> What you are asked to do: Write out every line below with no difference at all.

************

//! Per-row feature extraction.
//!
//! Every feature at row `i` is computed from bars `0..=i` only, so a feature
//! vector never sees prices after its own date.

use chrono::NaiveDate;

use crate::data::PriceSeries;

/// Rows of history needed before the first feature vector.
pub const FEATURE_WARMUP: usize = 10;

/// Feature names in vector order.
pub const FEATURE_NAMES: [&str; 7] = [
    "ret_1",
    "ret_5",
    "ret_10",
    "volatility_10",
    "sma_10_rel",
    "range_pct",
    "volume_ratio_10",
];

pub const FEATURE_COUNT: usize = FEATURE_NAMES.len();

/// Column-oriented `f64` copy of a series for fast feature computation.
#[derive(Debug, Clone)]
pub struct SeriesView {
    dates: Vec<NaiveDate>,
    close: Vec<f64>,
    high: Vec<f64>,
    low: Vec<f64>,
    volume: Vec<f64>,
}

impl SeriesView {
    pub fn new(series: &PriceSeries) -> Self {
        let bars = series.bars();
        Self {
            dates: bars.iter().map(|b| b.date).collect(),
            close: bars.iter().map(|b| b.close_f64()).collect(),
            high: bars.iter().map(|b| b.high_f64()).collect(),
            low: bars.iter().map(|b| b.low_f64()).collect(),
            volume: bars.iter().map(|b| b.volume as f64).collect(),
        }
    }

    pub fn len(&self) -> usize {
        self.dates.len()
    }

    pub fn is_empty(&self) -> bool {
        self.dates.is_empty()
    }

    pub fn date(&self, idx: usize) -> Option<NaiveDate> {
        self.dates.get(idx).copied()
    }

    pub fn close(&self, idx: usize) -> Option<f64> {
        self.close.get(idx).copied()
    }

    /// Feature vector for row `idx`, or `None` during warm-up or when the
    /// window holds a non-positive close or a non-finite value.
    pub fn features_at(&self, idx: usize) -> Option<[f64; FEATURE_COUNT]> {
        if idx < FEATURE_WARMUP || idx >= self.len() {
            return None;
        }

        let closes = &self.close[idx - FEATURE_WARMUP..=idx];
        if closes.iter().any(|c| !c.is_finite() || *c <= 0.0) {
            return None;
        }

        let close = self.close[idx];
        let ret_1 = close / self.close[idx - 1] - 1.0;
        let ret_5 = close / self.close[idx - 5] - 1.0;
        let ret_10 = close / self.close[idx - 10] - 1.0;

        let daily: Vec<f64> = closes.windows(2).map(|w| w[1] / w[0] - 1.0).collect();
        let volatility_10 = std_dev(&daily);

        let sma_10 = mean(&self.close[idx + 1 - FEATURE_WARMUP..=idx]);
        let sma_10_rel = close / sma_10 - 1.0;

        let range_pct = (self.high[idx] - self.low[idx]) / close;

        let avg_volume = mean(&self.volume[idx + 1 - FEATURE_WARMUP..=idx]);
        let volume_ratio_10 = if avg_volume > 0.0 {
            self.volume[idx] / avg_volume
        } else {
            1.0
        };

        let features = [
            ret_1,
            ret_5,
            ret_10,
            volatility_10,
            sma_10_rel,
            range_pct,
            volume_ratio_10,
        ];
        features.iter().all(|f| f.is_finite()).then_some(features)
    }
}

fn mean(values: &[f64]) -> f64 {
    if values.is_empty() {
        return 0.0;
    }
    values.iter().sum::<f64>() / values.len() as f64
}

/// Population standard deviation.
fn std_dev(values: &[f64]) -> f64 {
    if values.is_empty() {
        return 0.0;
    }
    let m = mean(values);
    let var = values.iter().map(|v| (v - m).powi(2)).sum::<f64>() / values.len() as f64;
    var.sqrt()
}

#[cfg(test)]
mod tests {
    use super::*;
    use crate::data::{add_business_days, PriceBar};
    use rust_decimal::Decimal;
    use rust_decimal_macros::dec;

    fn series(closes: &[Decimal]) -> PriceSeries {
        let start = NaiveDate::from_ymd_opt(2024, 1, 1).unwrap();
        let bars = closes
            .iter()
            .enumerate()
            .map(|(i, c)| PriceBar::flat(add_business_days(start, i as u32), *c, 1000))
            .collect();
        PriceSeries::from_bars("TEST", bars)
    }

    #[test]
    fn test_warmup_rows_have_no_features() {
        let view = SeriesView::new(&series(&[dec!(100); 12]));
        for idx in 0..FEATURE_WARMUP {
            assert!(view.features_at(idx).is_none());
        }
        assert!(view.features_at(FEATURE_WARMUP).is_some());
        assert!(view.features_at(12).is_none());
    }

    #[test]
    fn test_flat_series_features() {
        let view = SeriesView::new(&series(&[dec!(50); 11]));
        let f = view.features_at(10).unwrap();
        assert_eq!(f[..6], [0.0; 6]);
        assert_eq!(f[6], 1.0);
    }

    #[test]
    fn test_returns_use_only_past_rows() {
        let mut closes: Vec<Decimal> = (0..11).map(|i| Decimal::from(100 + i)).collect();
        let base = SeriesView::new(&series(&closes)).features_at(10).unwrap();

        // appending a huge future bar leaves row 10 unchanged
        closes.push(dec!(10000));
        let extended = SeriesView::new(&series(&closes)).features_at(10).unwrap();
        assert_eq!(base, extended);

        assert!((base[0] - (110.0 / 109.0 - 1.0)).abs() < 1e-12);
        assert!((base[1] - (110.0 / 105.0 - 1.0)).abs() < 1e-12);
        assert!((base[2] - (110.0 / 100.0 - 1.0)).abs() < 1e-12);
    }

    #[test]
    fn test_non_positive_close_yields_none() {
        let mut closes = vec![dec!(100); 11];
        closes[3] = dec!(0);
        let view = SeriesView::new(&series(&closes));
        assert!(view.features_at(10).is_none());
    }

    #[test]
    fn test_feature_names_match_vector_length() {
        assert_eq!(FEATURE_COUNT, 7);
    }
}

************

> Exercise output:
//! Per-row feature extraction.
//!
//! Every feature at row `i` is computed from bars `0..=i` only, so a feature
//! vector never sees prices after its own date.

use chrono::NaiveDate;

use crate::data::PriceSeries;

/// Rows of history needed before the first feature vector.
pub const FEATURE_WARMUP: usize = 10;

/// Feature names in vector order.
pub const FEATURE_NAMES: [&str; 7] = [
    "ret_1",
    "ret_5",
    "ret_10",
    "volatility_10",
    "sma_10_rel",
    "range_pct",
    "volume_ratio_10",
];

pub const FEATURE_COUNT: usize = FEATURE_NAMES.len();

/// Column-oriented `f64` copy of a series for fast feature computation.
#[derive(Debug, Clone)]
pub struct SeriesView {
    dates: Vec<NaiveDate>,
    close: Vec<f64>,
    high: Vec<f64>,
    low: Vec<f64>,
    volume: Vec<f64>,
}

impl SeriesView {
    pub fn new(series: &PriceSeries) -> Self {
        let bars = series.bars();
        Self {
            dates: bars.iter().map(|b| b.date).collect(),
            close: bars.iter().map(|b| b.close_f64()).collect(),
            high: bars.iter().map(|b| b.high_f64()).collect(),
            low: bars.iter().map(|b| b.low_f64()).collect(),
            volume: bars.iter().map(|b| b.volume as f64).collect(),
        }
    }

    pub fn len(&self) -> usize {
        self.dates.len()
    }

    pub fn is_empty(&self) -> bool {
        self.dates.is_empty()
    }

    pub fn date(&self, idx: usize) -> Option<NaiveDate> {
        self.dates.get(idx).copied()
    }

    pub fn close(&self, idx: usize) -> Option<f64> {
        self.close.get(idx).copied()
    }

    /// Feature vector for row `idx`, or `None` during warm-up or when the
    /// window holds a non-positive close or a non-finite value.
    pub fn features_at(&self, idx: usize) -> Option<[f64; FEATURE_COUNT]> {
        if idx < FEATURE_WARMUP || idx >= self.len() {
            return None;
        }

        let closes = &self.close[idx - FEATURE_WARMUP..=idx];
        if closes.iter().any(|c| !c.is_finite() || *c <= 0.0) {
            return None;
        }

        let close = self.close[idx];
        let ret_1 = close / self.close[idx - 1] - 1.0;
        let ret_5 = close / self.close[idx - 5] - 1.0;
        let ret_10 = close / self.close[idx - 10] - 1.0;

        let daily: Vec<f64> = closes.windows(2).map(|w| w[1] / w[0] - 1.0).collect();
        let volatility_10 = std_dev(&daily);

        let sma_10 = mean(&self.close[idx + 1 - FEATURE_WARMUP..=idx]);
        let sma_10_rel = close / sma_10 - 1.0;

        let range_pct = (self.high[idx] - self.low[idx]) / close;

        let avg_volume = mean(&self.volume[idx + 1 - FEATURE_WARMUP..=idx]);
        let volume_ratio_10 = if avg_volume > 0.0 {
            self.volume[idx] / avg_volume
        } else {
            1.0
        };

        let features = [
            ret_1,
            ret_5,
            ret_10,
            volatility_10,
            sma_10_rel,
            range_pct,
            volume_ratio_10,
        ];
        features.iter().all(|f| f.is_finite()).then_some(features)
    }
}

fn mean(values: &[f64]) -> f64 {
    if values.is_empty() {
        return 0.0;
    }
    values.iter().sum::<f64>() / values.len() as f64
}

/// Population standard deviation.
fn std_dev(values: &[f64]) -> f64 {
    if values.is_empty() {
        return 0.0;
    }
    let m = mean(values);
    let var = values.iter().map(|v| (v - m).powi(2)).sum::<f64>() / values.len() as f64;
    var.sqrt()
}

#[cfg(test)]
mod tests {
    use super::*;
    use crate::data::{add_business_days, PriceBar};
    use rust_decimal::Decimal;
    use rust_decimal_macros::dec;

    fn series(closes: &[Decimal]) -> PriceSeries {
        let start = NaiveDate::from_ymd_opt(2024, 1, 1).unwrap();
        let bars = closes
            .iter()
            .enumerate()
            .map(|(i, c)| PriceBar::flat(add_business_days(start, i as u32), *c, 1000))
            .collect();
        PriceSeries::from_bars("TEST", bars)
    }

    #[test]
    fn test_warmup_rows_have_no_features() {
        let view = SeriesView::new(&series(&[dec!(100); 12]));
        for idx in 0..FEATURE_WARMUP {
            assert!(view.features_at(idx).is_none());
        }
        assert!(view.features_at(FEATURE_WARMUP).is_some());
        assert!(view.features_at(12).is_none());
    }

    #[test]
    fn test_flat_series_features() {
        let view = SeriesView::new(&series(&[dec!(50); 11]));
        let f = view.features_at(10).unwrap();
        assert_eq!(f[..6], [0.0; 6]);
        assert_eq!(f[6], 1.0);
    }

    #[test]
    fn test_returns_use_only_past_rows() {
        let mut closes: Vec<Decimal> = (0..11).map(|i| Decimal::from(100 + i)).collect();
        let base = SeriesView::new(&series(&closes)).features_at(10).unwrap();

        // appending a huge future bar leaves row 10 unchanged
        closes.push(dec!(10000));
        let extended = SeriesView::new(&series(&closes)).features_at(10).unwrap();
        assert_eq!(base, extended);

        assert!((base[0] - (110.0 / 109.0 - 1.0)).abs() < 1e-12);
        assert!((base[1] - (110.0 / 105.0 - 1.0)).abs() < 1e-12);
        assert!((base[2] - (110.0 / 100.0 - 1.0)).abs() < 1e-12);
    }

    #[test]
    fn test_non_positive_close_yields_none() {
        let mut closes = vec![dec!(100); 11];
        closes[3] = dec!(0);
        let view = SeriesView::new(&series(&closes));
        assert!(view.features_at(10).is_none());
    }

    #[test]
    fn test_feature_names_match_vector_length() {
        assert_eq!(FEATURE_COUNT, 7);
    }
}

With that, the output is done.